## DESCRIPTION OF THE TASK
Retype every line below precisely as it appears.

---- SUPPLIED DATA

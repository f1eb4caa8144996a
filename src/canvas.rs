//! Freehand drawing surface for authoring paint masks
//!
//! A [`DrawingSurface`] is bound to one display image through an identity
//! key and its dimensions. Front ends feed it [`StrokeEvent`]s; strokes are
//! rasterized as round-capped polylines into an RGBA paint buffer whose
//! alpha channel becomes the [`PaintMask`].

use crate::{
    config::{MAX_BRUSH_SIZE, MIN_BRUSH_SIZE},
    error::{PhotoEditError, Result},
    types::PaintMask,
};
use image::{Rgba, RgbaImage};
use imageproc::drawing::draw_filled_circle_mut;
use serde::{Deserialize, Serialize};

/// Stroke color of the eraser brush (`#ff0000`, opaque)
pub const STROKE_COLOR: Rgba<u8> = Rgba([255, 0, 0, 255]);

/// One freehand stroke in display coordinates
#[derive(Debug, Clone, PartialEq, Serialize, Deserialize)]
pub struct StrokeEvent {
    /// Polyline vertices as `(x, y)`; a single point paints a dot
    pub points: Vec<(f32, f32)>,
    /// Brush diameter in pixels (1-50)
    pub brush_size: u32,
}

impl StrokeEvent {
    #[must_use]
    pub fn new(points: Vec<(f32, f32)>, brush_size: u32) -> Self {
        Self { points, brush_size }
    }

    /// Closed polyline around the rectangle `(x, y, width, height)`, filled by a zigzag
    ///
    /// Handy for scripted sessions and tests that need to cover a block.
    #[must_use]
    pub fn fill_rect(x: f32, y: f32, width: f32, height: f32, brush_size: u32) -> Self {
        let step = (brush_size.max(1) as f32 / 2.0).max(1.0);
        let mut points = Vec::new();
        let mut row = y;
        let mut left_to_right = true;
        while row <= y + height {
            if left_to_right {
                points.push((x, row));
                points.push((x + width, row));
            } else {
                points.push((x + width, row));
                points.push((x, row));
            }
            left_to_right = !left_to_right;
            row += step;
        }
        points.push((x, y + height));
        points.push((x + width, y + height));
        Self::new(points, brush_size)
    }

    /// Check the brush bounds and that every coordinate is finite
    ///
    /// # Errors
    /// - Brush size outside 1-50
    /// - NaN or infinite coordinates
    pub fn validate(&self) -> Result<()> {
        if !(MIN_BRUSH_SIZE..=MAX_BRUSH_SIZE).contains(&self.brush_size) {
            return Err(PhotoEditError::config_value_error(
                "brush size",
                self.brush_size,
                "1-50",
                None,
            ));
        }
        if self
            .points
            .iter()
            .any(|(x, y)| !x.is_finite() || !y.is_finite())
        {
            return Err(PhotoEditError::invalid_config(
                "Stroke contains non-finite coordinates",
            ));
        }
        Ok(())
    }
}

/// Paint buffer plus the strokes applied to it
#[derive(Debug, Clone)]
pub struct DrawingSurface {
    key: String,
    paint: RgbaImage,
    strokes: Vec<StrokeEvent>,
}

impl DrawingSurface {
    /// Fresh, fully transparent surface
    #[must_use]
    pub fn new(key: impl Into<String>, width: u32, height: u32) -> Self {
        Self {
            key: key.into(),
            paint: RgbaImage::new(width, height),
            strokes: Vec::new(),
        }
    }

    /// Identity key of the image this surface belongs to
    #[must_use]
    pub fn key(&self) -> &str {
        &self.key
    }

    #[must_use]
    pub fn dimensions(&self) -> (u32, u32) {
        self.paint.dimensions()
    }

    #[must_use]
    pub fn strokes(&self) -> &[StrokeEvent] {
        &self.strokes
    }

    #[must_use]
    pub fn paint_buffer(&self) -> &RgbaImage {
        &self.paint
    }

    /// Rasterize a stroke into the paint buffer
    ///
    /// Parts of the stroke outside the surface are clipped. The brush paints
    /// `2 * ((brush_size - 1) / 2) + 1` pixels across, so a dot never exceeds the
    /// requested size and even sizes come out one pixel narrower.
    ///
    /// # Errors
    /// - Invalid brush size or coordinates; the surface is left untouched
    pub fn apply(&mut self, stroke: &StrokeEvent) -> Result<()> {
        stroke.validate()?;

        let radius = (stroke.brush_size.saturating_sub(1) / 2) as i32;
        match stroke.points.as_slice() {
            [] => {},
            [point] => stamp(&mut self.paint, *point, radius),
            points => {
                for segment in points.windows(2) {
                    stamp_segment(&mut self.paint, segment[0], segment[1], radius);
                }
            },
        }

        self.strokes.push(stroke.clone());
        Ok(())
    }

    /// Paint every marked pixel of an existing mask onto the surface
    ///
    /// # Errors
    /// - Mask size differs from the surface
    pub fn apply_mask(&mut self, mask: &PaintMask) -> Result<()> {
        mask.ensure_matches(self.dimensions())?;
        for (pixel, value) in self.paint.pixels_mut().zip(mask.as_image().pixels()) {
            if value[0] != 0 {
                *pixel = STROKE_COLOR;
            }
        }
        Ok(())
    }

    /// Remove all paint
    pub fn clear(&mut self) {
        let (width, height) = self.dimensions();
        self.paint = RgbaImage::new(width, height);
        self.strokes.clear();
    }

    /// Mask from the alpha channel of the paint buffer; any non-zero alpha is marked
    #[must_use]
    pub fn extract_mask(&self) -> PaintMask {
        let (width, height) = self.dimensions();
        let mask = image::GrayImage::from_fn(width, height, |x, y| {
            let alpha = self.paint.get_pixel(x, y)[3];
            image::Luma([if alpha == 0 { 0 } else { 255 }])
        });
        PaintMask::from_image(mask)
    }

    #[must_use]
    pub fn is_blank(&self) -> bool {
        self.paint.pixels().all(|p| p[3] == 0)
    }
}

fn stamp(paint: &mut RgbaImage, (x, y): (f32, f32), radius: i32) {
    // Far off-canvas points cannot touch the buffer and would overflow i32
    let limit = (paint.width().max(paint.height()) as f32) + radius as f32 + 1.0;
    if x < -limit || y < -limit || x > limit || y > limit {
        return;
    }
    draw_filled_circle_mut(paint, (x.round() as i32, y.round() as i32), radius, STROKE_COLOR);
}

fn stamp_segment(paint: &mut RgbaImage, from: (f32, f32), to: (f32, f32), radius: i32) {
    let margin = radius as f32 + 1.0;
    let bounds = (
        (-margin, -margin),
        (paint.width() as f32 + margin, paint.height() as f32 + margin),
    );
    let Some((from, to)) = clip_segment(from, to, bounds) else {
        return;
    };

    let (dx, dy) = (to.0 - from.0, to.1 - from.1);
    let length = dx.hypot(dy);
    let steps = length.ceil().max(1.0) as u32;
    for step in 0..=steps {
        let t = step as f32 / steps as f32;
        stamp(paint, (from.0 + dx * t, from.1 + dy * t), radius);
    }
}

/// Liang-Barsky clipping of a segment against an axis aligned box
fn clip_segment(
    from: (f32, f32),
    to: (f32, f32),
    (min, max): ((f32, f32), (f32, f32)),
) -> Option<((f32, f32), (f32, f32))> {
    let (dx, dy) = (to.0 - from.0, to.1 - from.1);
    let mut t0 = 0.0_f32;
    let mut t1 = 1.0_f32;

    for (p, q) in [
        (-dx, from.0 - min.0),
        (dx, max.0 - from.0),
        (-dy, from.1 - min.1),
        (dy, max.1 - from.1),
    ] {
        if p == 0.0 {
            if q < 0.0 {
                return None;
            }
        } else {
            let r = q / p;
            if p < 0.0 {
                if r > t1 {
                    return None;
                }
                t0 = t0.max(r);
            } else {
                if r < t0 {
                    return None;
                }
                t1 = t1.min(r);
            }
        }
    }

    Some((
        (from.0 + t0 * dx, from.1 + t0 * dy),
        (from.0 + t1 * dx, from.1 + t1 * dy),
    ))
}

--------

## REPLY
repository f1eb4caa8144996a
filename src/canvas.rs
//! Freehand drawing surface for authoring paint masks
//!
//! A [`DrawingSurface`] is bound to one display image through an identity
//! key and its dimensions. Front ends feed it [`StrokeEvent`]s; strokes are
//! rasterized as round-capped polylines into an RGBA paint buffer whose
//! alpha channel becomes the [`PaintMask`].

use crate::{
    config::{MAX_BRUSH_SIZE, MIN_BRUSH_SIZE},
    error::{PhotoEditError, Result},
    types::PaintMask,
};
use image::{Rgba, RgbaImage};
use imageproc::drawing::draw_filled_circle_mut;
use serde::{Deserialize, Serialize};

/// Stroke color of the eraser brush (`#ff0000`, opaque)
pub const STROKE_COLOR: Rgba<u8> = Rgba([255, 0, 0, 255]);

/// One freehand stroke in display coordinates
#[derive(Debug, Clone, PartialEq, Serialize, Deserialize)]
pub struct StrokeEvent {
    /// Polyline vertices as `(x, y)`; a single point paints a dot
    pub points: Vec<(f32, f32)>,
    /// Brush diameter in pixels (1-50)
    pub brush_size: u32,
}

impl StrokeEvent {
    #[must_use]
    pub fn new(points: Vec<(f32, f32)>, brush_size: u32) -> Self {
        Self { points, brush_size }
    }

    /// Closed polyline around the rectangle `(x, y, width, height)`, filled by a zigzag
    ///
    /// Handy for scripted sessions and tests that need to cover a block.
    #[must_use]
    pub fn fill_rect(x: f32, y: f32, width: f32, height: f32, brush_size: u32) -> Self {
        let step = (brush_size.max(1) as f32 / 2.0).max(1.0);
        let mut points = Vec::new();
        let mut row = y;
        let mut left_to_right = true;
        while row <= y + height {
            if left_to_right {
                points.push((x, row));
                points.push((x + width, row));
            } else {
                points.push((x + width, row));
                points.push((x, row));
            }
            left_to_right = !left_to_right;
            row += step;
        }
        points.push((x, y + height));
        points.push((x + width, y + height));
        Self::new(points, brush_size)
    }

    /// Check the brush bounds and that every coordinate is finite
    ///
    /// # Errors
    /// - Brush size outside 1-50
    /// - NaN or infinite coordinates
    pub fn validate(&self) -> Result<()> {
        if !(MIN_BRUSH_SIZE..=MAX_BRUSH_SIZE).contains(&self.brush_size) {
            return Err(PhotoEditError::config_value_error(
                "brush size",
                self.brush_size,
                "1-50",
                None,
            ));
        }
        if self
            .points
            .iter()
            .any(|(x, y)| !x.is_finite() || !y.is_finite())
        {
            return Err(PhotoEditError::invalid_config(
                "Stroke contains non-finite coordinates",
            ));
        }
        Ok(())
    }
}

/// Paint buffer plus the strokes applied to it
#[derive(Debug, Clone)]
pub struct DrawingSurface {
    key: String,
    paint: RgbaImage,
    strokes: Vec<StrokeEvent>,
}

impl DrawingSurface {
    /// Fresh, fully transparent surface
    #[must_use]
    pub fn new(key: impl Into<String>, width: u32, height: u32) -> Self {
        Self {
            key: key.into(),
            paint: RgbaImage::new(width, height),
            strokes: Vec::new(),
        }
    }

    /// Identity key of the image this surface belongs to
    #[must_use]
    pub fn key(&self) -> &str {
        &self.key
    }

    #[must_use]
    pub fn dimensions(&self) -> (u32, u32) {
        self.paint.dimensions()
    }

    #[must_use]
    pub fn strokes(&self) -> &[StrokeEvent] {
        &self.strokes
    }

    #[must_use]
    pub fn paint_buffer(&self) -> &RgbaImage {
        &self.paint
    }

    /// Rasterize a stroke into the paint buffer
    ///
    /// Parts of the stroke outside the surface are clipped. The brush paints
    /// `2 * ((brush_size - 1) / 2) + 1` pixels across, so a dot never exceeds the
    /// requested size and even sizes come out one pixel narrower.
    ///
    /// # Errors
    /// - Invalid brush size or coordinates; the surface is left untouched
    pub fn apply(&mut self, stroke: &StrokeEvent) -> Result<()> {
        stroke.validate()?;

        let radius = (stroke.brush_size.saturating_sub(1) / 2) as i32;
        match stroke.points.as_slice() {
            [] => {},
            [point] => stamp(&mut self.paint, *point, radius),
            points => {
                for segment in points.windows(2) {
                    stamp_segment(&mut self.paint, segment[0], segment[1], radius);
                }
            },
        }

        self.strokes.push(stroke.clone());
        Ok(())
    }

    /// Paint every marked pixel of an existing mask onto the surface
    ///
    /// # Errors
    /// - Mask size differs from the surface
    pub fn apply_mask(&mut self, mask: &PaintMask) -> Result<()> {
        mask.ensure_matches(self.dimensions())?;
        for (pixel, value) in self.paint.pixels_mut().zip(mask.as_image().pixels()) {
            if value[0] != 0 {
                *pixel = STROKE_COLOR;
            }
        }
        Ok(())
    }

    /// Remove all paint
    pub fn clear(&mut self) {
        let (width, height) = self.dimensions();
        self.paint = RgbaImage::new(width, height);
        self.strokes.clear();
    }

    /// Mask from the alpha channel of the paint buffer; any non-zero alpha is marked
    #[must_use]
    pub fn extract_mask(&self) -> PaintMask {
        let (width, height) = self.dimensions();
        let mask = image::GrayImage::from_fn(width, height, |x, y| {
            let alpha = self.paint.get_pixel(x, y)[3];
            image::Luma([if alpha == 0 { 0 } else { 255 }])
        });
        PaintMask::from_image(mask)
    }

    #[must_use]
    pub fn is_blank(&self) -> bool {
        self.paint.pixels().all(|p| p[3] == 0)
    }
}

fn stamp(paint: &mut RgbaImage, (x, y): (f32, f32), radius: i32) {
    // Far off-canvas points cannot touch the buffer and would overflow i32
    let limit = (paint.width().max(paint.height()) as f32) + radius as f32 + 1.0;
    if x < -limit || y < -limit || x > limit || y > limit {
        return;
    }
    draw_filled_circle_mut(paint, (x.round() as i32, y.round() as i32), radius, STROKE_COLOR);
}

fn stamp_segment(paint: &mut RgbaImage, from: (f32, f32), to: (f32, f32), radius: i32) {
    let margin = radius as f32 + 1.0;
    let bounds = (
        (-margin, -margin),
        (paint.width() as f32 + margin, paint.height() as f32 + margin),
    );
    let Some((from, to)) = clip_segment(from, to, bounds) else {
        return;
    };

    let (dx, dy) = (to.0 - from.0, to.1 - from.1);
    let length = dx.hypot(dy);
    let steps = length.ceil().max(1.0) as u32;
    for step in 0..=steps {
        let t = step as f32 / steps as f32;
        stamp(paint, (from.0 + dx * t, from.1 + dy * t), radius);
    }
}

/// Liang-Barsky clipping of a segment against an axis aligned box
fn clip_segment(
    from: (f32, f32),
    to: (f32, f32),
    (min, max): ((f32, f32), (f32, f32)),
) -> Option<((f32, f32), (f32, f32))> {
    let (dx, dy) = (to.0 - from.0, to.1 - from.1);
    let mut t0 = 0.0_f32;
    let mut t1 = 1.0_f32;

    for (p, q) in [
        (-dx, from.0 - min.0),
        (dx, max.0 - from.0),
        (-dy, from.1 - min.1),
        (dy, max.1 - from.1),
    ] {
        if p == 0.0 {
            if q < 0.0 {
                return None;
            }
        } else {
            let r = q / p;
            if p < 0.0 {
                if r > t1 {
                    return None;
                }
                t0 = t0.max(r);
            } else {
                if r < t0 {
                    return None;
                }
                t1 = t1.min(r);
            }
        }
    }

    Some((
        (from.0 + t0 * dx, from.1 + t0 * dy),
        (from.0 + t1 * dx, from.1 + t1 * dy),
    ))
}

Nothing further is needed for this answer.